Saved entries
>>>>>

//! Captured pages.
//!
//! A capture is a JSON snapshot of a rendered document: the element tree with
//! each element's computed style (and its `::before`/`::after` styles),
//! bounding rects, text-node rects, form-control values and SVG markup.
//! [`CapturedPage`] loads one and serves it through [`StyleContext`].
//!
//! ```json
//! {
//!   "viewport": { "width": 1280, "scrollHeight": 2400 },
//!   "baseUrl": "https://example.com/docs/",
//!   "root": {
//!     "tag": "html",
//!     "children": [{
//!       "tag": "body",
//!       "style": { "display": "block" },
//!       "rect": { "x": 0, "y": 0, "width": 1280, "height": 2400 },
//!       "children": [{ "text": "Hello", "rect": { "x": 8, "y": 8, "width": 40, "height": 18 } }]
//!     }]
//!   }
//! }
//! ```

use std::collections::{BTreeMap, HashMap};
use std::path::Path;

use serde::Deserialize;
use strata_css::ComputedStyle;
use strata_dom::{DomTree, ElementData, Namespace, NodeId, NodeType, Rect};

use crate::context::{EMPTY_STYLE, Pseudo, StyleContext, Viewport};
use crate::error::CaptureError;

/// Top-level capture document.
#[derive(Debug, Deserialize)]
#[serde(rename_all = "camelCase")]
pub struct CaptureDocument {
    /// Page size.
    pub viewport: Viewport,
    /// URL of the captured page.
    #[serde(default)]
    pub base_url: Option<String>,
    /// Document element (`<html>`) or the element to convert.
    pub root: CapturedNode,
}

/// A captured element or text node.
#[derive(Debug, Deserialize)]
#[serde(untagged)]
pub enum CapturedNode {
    /// An element.
    Element(Box<CapturedElement>),
    /// A text node.
    Text(CapturedText),
}

/// A captured element.
#[derive(Debug, Deserialize)]
#[serde(rename_all = "camelCase")]
pub struct CapturedElement {
    /// Local name.
    pub tag: String,
    /// `"svg"` for SVG content. Inferred from `<svg>` ancestry when absent.
    #[serde(default)]
    pub namespace: Option<String>,
    /// Attributes.
    #[serde(default)]
    pub attrs: BTreeMap<String, String>,
    /// Computed style.
    #[serde(default)]
    pub style: ComputedStyle,
    /// Computed style read while the element was hidden.
    #[serde(default)]
    pub hidden_style: Option<ComputedStyle>,
    /// Bounding client rect.
    #[serde(default)]
    pub rect: Option<Rect>,
    /// `::before` box.
    #[serde(default)]
    pub before: Option<CapturedPseudo>,
    /// `::after` box.
    #[serde(default)]
    pub after: Option<CapturedPseudo>,
    /// Live form-control value.
    #[serde(default)]
    pub value: Option<String>,
    /// Serialized markup (captured for `<svg>` roots).
    #[serde(default)]
    pub outer_html: Option<String>,
    /// Light-tree children.
    #[serde(default)]
    pub children: Vec<CapturedNode>,
    /// Shadow-root children.
    #[serde(default)]
    pub shadow_children: Vec<CapturedNode>,
}

/// A captured pseudo-element box.
#[derive(Debug, Deserialize)]
pub struct CapturedPseudo {
    /// Computed style of the pseudo-element.
    #[serde(default)]
    pub style: ComputedStyle,
    /// Measured generated box.
    #[serde(default)]
    pub rect: Option<Rect>,
}

/// A captured text node.
#[derive(Debug, Deserialize)]
pub struct CapturedText {
    /// Raw text.
    pub text: String,
    /// Range bounding rect.
    #[serde(default)]
    pub rect: Option<Rect>,
}

/// A loaded capture.
#[derive(Debug, Clone, Default)]
pub struct CapturedPage {
    dom: DomTree,
    root: NodeId,
    styles: HashMap<(NodeId, Option<Pseudo>), ComputedStyle>,
    hidden_styles: HashMap<NodeId, ComputedStyle>,
    rects: HashMap<(NodeId, Option<Pseudo>), Rect>,
    text_rects: HashMap<NodeId, Rect>,
    viewport: Viewport,
    base_url: Option<String>,
}

impl CapturedPage {
    /// Parse a capture from JSON text.
    ///
    /// # Errors
    ///
    /// Returns [`CaptureError::Json`] for malformed JSON and
    /// [`CaptureError::Invalid`] when the root is a text node.
    pub fn from_json(json: &str) -> Result<Self, CaptureError> {
        let document: CaptureDocument = serde_json::from_str(json)?;
        Self::from_document(document)
    }

    /// Read and parse a capture file.
    ///
    /// # Errors
    ///
    /// Returns [`CaptureError::Io`] if the file cannot be read, otherwise as
    /// [`CapturedPage::from_json`].
    pub fn from_file<P: AsRef<Path>>(path: P) -> Result<Self, CaptureError> {
        let path = path.as_ref();
        let json = std::fs::read_to_string(path).map_err(|source| CaptureError::Io {
            path: path.to_path_buf(),
            source,
        })?;
        Self::from_json(&json)
    }

    /// Build a page from a parsed capture document.
    ///
    /// # Errors
    ///
    /// Returns [`CaptureError::Invalid`] when the root is not an element.
    pub fn from_document(document: CaptureDocument) -> Result<Self, CaptureError> {
        let CapturedNode::Element(root) = document.root else {
            return Err(CaptureError::Invalid(
                "capture root must be an element".to_string(),
            ));
        };

        let mut page = Self {
            viewport: document.viewport,
            base_url: document.base_url,
            ..Self::default()
        };
        let root_id = page.insert_element(*root, NodeId::ROOT, Namespace::Html, false);

        // Convert <body> when the capture starts at <html>; otherwise the
        // captured root itself.
        page.root = page.dom.body().unwrap_or(root_id);
        Ok(page)
    }

    fn insert_element(
        &mut self,
        element: CapturedElement,
        parent: NodeId,
        parent_namespace: Namespace,
        shadow: bool,
    ) -> NodeId {
        let namespace = match element.namespace.as_deref() {
            Some(ns) if ns.eq_ignore_ascii_case("svg") => Namespace::Svg,
            Some(_) => Namespace::Html,
            None if element.tag.eq_ignore_ascii_case("svg") => Namespace::Svg,
            None => parent_namespace,
        };

        let mut data = ElementData::new(&element.tag);
        data.namespace = namespace;
        data.attrs = element.attrs.into_iter().collect();
        data.value = element.value;
        data.markup = element.outer_html;

        let id = self.dom.alloc(NodeType::Element(data));
        if shadow {
            self.dom.append_shadow_child(parent, id);
        } else {
            self.dom.append_child(parent, id);
        }

        let _ = self.styles.insert((id, None), element.style);
        if let Some(hidden) = element.hidden_style {
            let _ = self.hidden_styles.insert(id, hidden);
        }
        if let Some(rect) = element.rect {
            let _ = self.rects.insert((id, None), rect);
        }
        for (pseudo, captured) in [(Pseudo::Before, element.before), (Pseudo::After, element.after)] {
            if let Some(captured) = captured {
                let _ = self.styles.insert((id, Some(pseudo)), captured.style);
                if let Some(rect) = captured.rect {
                    let _ = self.rects.insert((id, Some(pseudo)), rect);
                }
            }
        }

        for child in element.shadow_children {
            self.insert_node(child, id, namespace, true);
        }
        for child in element.children {
            self.insert_node(child, id, namespace, false);
        }
        id
    }

    fn insert_node(&mut self, node: CapturedNode, parent: NodeId, namespace: Namespace, shadow: bool) {
        match node {
            CapturedNode::Element(element) => {
                let _ = self.insert_element(*element, parent, namespace, shadow);
            }
            CapturedNode::Text(text) => {
                let id = self.dom.alloc(NodeType::Text(text.text));
                if shadow {
                    self.dom.append_shadow_child(parent, id);
                } else {
                    self.dom.append_child(parent, id);
                }
                if let Some(rect) = text.rect {
                    let _ = self.text_rects.insert(id, rect);
                }
            }
        }
    }
}

impl StyleContext for CapturedPage {
    fn dom(&self) -> &DomTree {
        &self.dom
    }

    fn document_root(&self) -> NodeId {
        self.root
    }

    fn computed_style(&self, node: NodeId, pseudo: Option<Pseudo>) -> &ComputedStyle {
        self.styles.get(&(node, pseudo)).unwrap_or(&EMPTY_STYLE)
    }

    fn computed_style_hidden(&self, node: NodeId, pseudo: Option<Pseudo>) -> &ComputedStyle {
        match pseudo {
            None => self
                .hidden_styles
                .get(&node)
                .unwrap_or_else(|| self.computed_style(node, None)),
            Some(_) => self.computed_style(node, pseudo),
        }
    }

    fn bounding_rect(&self, node: NodeId, pseudo: Option<Pseudo>) -> Option<Rect> {
        self.rects.get(&(node, pseudo)).copied()
    }

    fn text_rect(&self, node: NodeId) -> Option<Rect> {
        self.text_rects.get(&node).copied()
    }

    fn viewport(&self) -> Viewport {
        self.viewport
    }

    fn base_url(&self) -> Option<&str> {
        self.base_url.as_deref()
    }
}

/// Builds a [`CapturedPage`] in code.
///
/// Starts with `<html><body>` sized to the viewport.
///
/// # Example
/// ```
/// use strata_dom::Rect;
/// use strata_layers::capture::PageBuilder;
///
/// let mut page = PageBuilder::new(800.0, 600.0);
/// let body = page.body();
/// let div = page.element(body, "div", Rect::new(0.0, 0.0, 100.0, 50.0), &[("background-color", "red")]);
/// page.text(div, "Hi", Rect::new(4.0, 4.0, 20.0, 16.0));
/// let page = page.build();
/// ```
#[derive(Debug)]
pub struct PageBuilder {
    page: CapturedPage,
    body: NodeId,
}

impl PageBuilder {
    /// An empty page of the given size.
    #[must_use]
    pub fn new(width: f64, scroll_height: f64) -> Self {
        let mut page = CapturedPage {
            viewport: Viewport {
                width,
                scroll_height,
            },
            ..CapturedPage::default()
        };
        let html = page.dom.alloc(NodeType::Element(ElementData::new("html")));
        page.dom.append_child(NodeId::ROOT, html);
        let body = page.dom.alloc(NodeType::Element(ElementData::new("body")));
        page.dom.append_child(html, body);

        let block = ComputedStyle::from_pairs([("display", "block")]);
        let _ = page.styles.insert((html, None), block.clone());
        let _ = page.styles.insert((body, None), block);
        let viewport_rect = Rect::new(0.0, 0.0, width, scroll_height);
        let _ = page.rects.insert((html, None), viewport_rect);
        let _ = page.rects.insert((body, None), viewport_rect);
        page.root = body;

        Self { page, body }
    }

    /// The `<body>` element.
    #[must_use]
    pub fn body(&self) -> NodeId {
        self.body
    }

    /// Set the base URL.
    pub fn base_url(&mut self, url: &str) -> &mut Self {
        self.page.base_url = Some(url.to_string());
        self
    }

    /// Append an element with a rect and computed style.
    pub fn element(&mut self, parent: NodeId, tag: &str, rect: Rect, style: &[(&str, &str)]) -> NodeId {
        self.insert(parent, tag, rect, style, false)
    }

    /// Append an element to `host`'s shadow root.
    pub fn shadow_element(&mut self, host: NodeId, tag: &str, rect: Rect, style: &[(&str, &str)]) -> NodeId {
        self.insert(host, tag, rect, style, true)
    }

    fn insert(&mut self, parent: NodeId, tag: &str, rect: Rect, style: &[(&str, &str)], shadow: bool) -> NodeId {
        let parent_namespace = self
            .page
            .dom
            .as_element(parent)
            .map_or(Namespace::Html, |e| e.namespace);
        let mut data = ElementData::new(tag);
        data.namespace = if data.is("svg") {
            Namespace::Svg
        } else {
            parent_namespace
        };

        let id = self.page.dom.alloc(NodeType::Element(data));
        if shadow {
            self.page.dom.append_shadow_child(parent, id);
        } else {
            self.page.dom.append_child(parent, id);
        }
        let _ = self
            .page
            .styles
            .insert((id, None), ComputedStyle::from_pairs(style.iter().copied()));
        let _ = self.page.rects.insert((id, None), rect);
        id
    }

    /// Append a text node.
    pub fn text(&mut self, parent: NodeId, text: &str, rect: Rect) -> NodeId {
        let id = self.page.dom.alloc(NodeType::Text(text.to_string()));
        self.page.dom.append_child(parent, id);
        let _ = self.page.text_rects.insert(id, rect);
        id
    }

    /// Add computed properties to an element.
    pub fn style(&mut self, node: NodeId, style: &[(&str, &str)]) -> &mut Self {
        let computed = self.page.styles.entry((node, None)).or_default();
        for (name, value) in style {
            computed.set(name, value);
        }
        self
    }

    /// Set the style observed while the element is hidden.
    pub fn hidden_style(&mut self, node: NodeId, style: &[(&str, &str)]) -> &mut Self {
        let _ = self
            .page
            .hidden_styles
            .insert(node, ComputedStyle::from_pairs(style.iter().copied()));
        self
    }

    /// Give an element a `::before`/`::after` box.
    pub fn pseudo(&mut self, node: NodeId, pseudo: Pseudo, rect: Rect, style: &[(&str, &str)]) -> &mut Self {
        let _ = self.page.styles.insert(
            (node, Some(pseudo)),
            ComputedStyle::from_pairs(style.iter().copied()),
        );
        let _ = self.page.rects.insert((node, Some(pseudo)), rect);
        self
    }

    /// Set an attribute.
    pub fn attr(&mut self, node: NodeId, name: &str, value: &str) -> &mut Self {
        if let Some(NodeType::Element(data)) = self.page.dom.get_mut(node).map(|n| &mut n.node_type) {
            let _ = data.attrs.insert(name.to_string(), value.to_string());
        }
        self
    }

    /// Set a form control's live value.
    pub fn value(&mut self, node: NodeId, value: &str) -> &mut Self {
        if let Some(NodeType::Element(data)) = self.page.dom.get_mut(node).map(|n| &mut n.node_type) {
            data.value = Some(value.to_string());
        }
        self
    }

    /// Set an element's serialized markup.
    pub fn markup(&mut self, node: NodeId, markup: &str) -> &mut Self {
        if let Some(NodeType::Element(data)) = self.page.dom.get_mut(node).map(|n| &mut n.node_type) {
            data.markup = Some(markup.to_string());
        }
        self
    }

    /// Finish the page.
    #[must_use]
    pub fn build(self) -> CapturedPage {
        self.page
    }
}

<<<<<

-- What you are asked to do --
Locate the word "Returns" in the entries, and copy every line where it is found.

-- Answer below --
    /// Returns [`CaptureError::Json`] for malformed JSON and
    /// Returns [`CaptureError::Io`] if the file cannot be read, otherwise as
    /// Returns [`CaptureError::Invalid`] when the root is not an element.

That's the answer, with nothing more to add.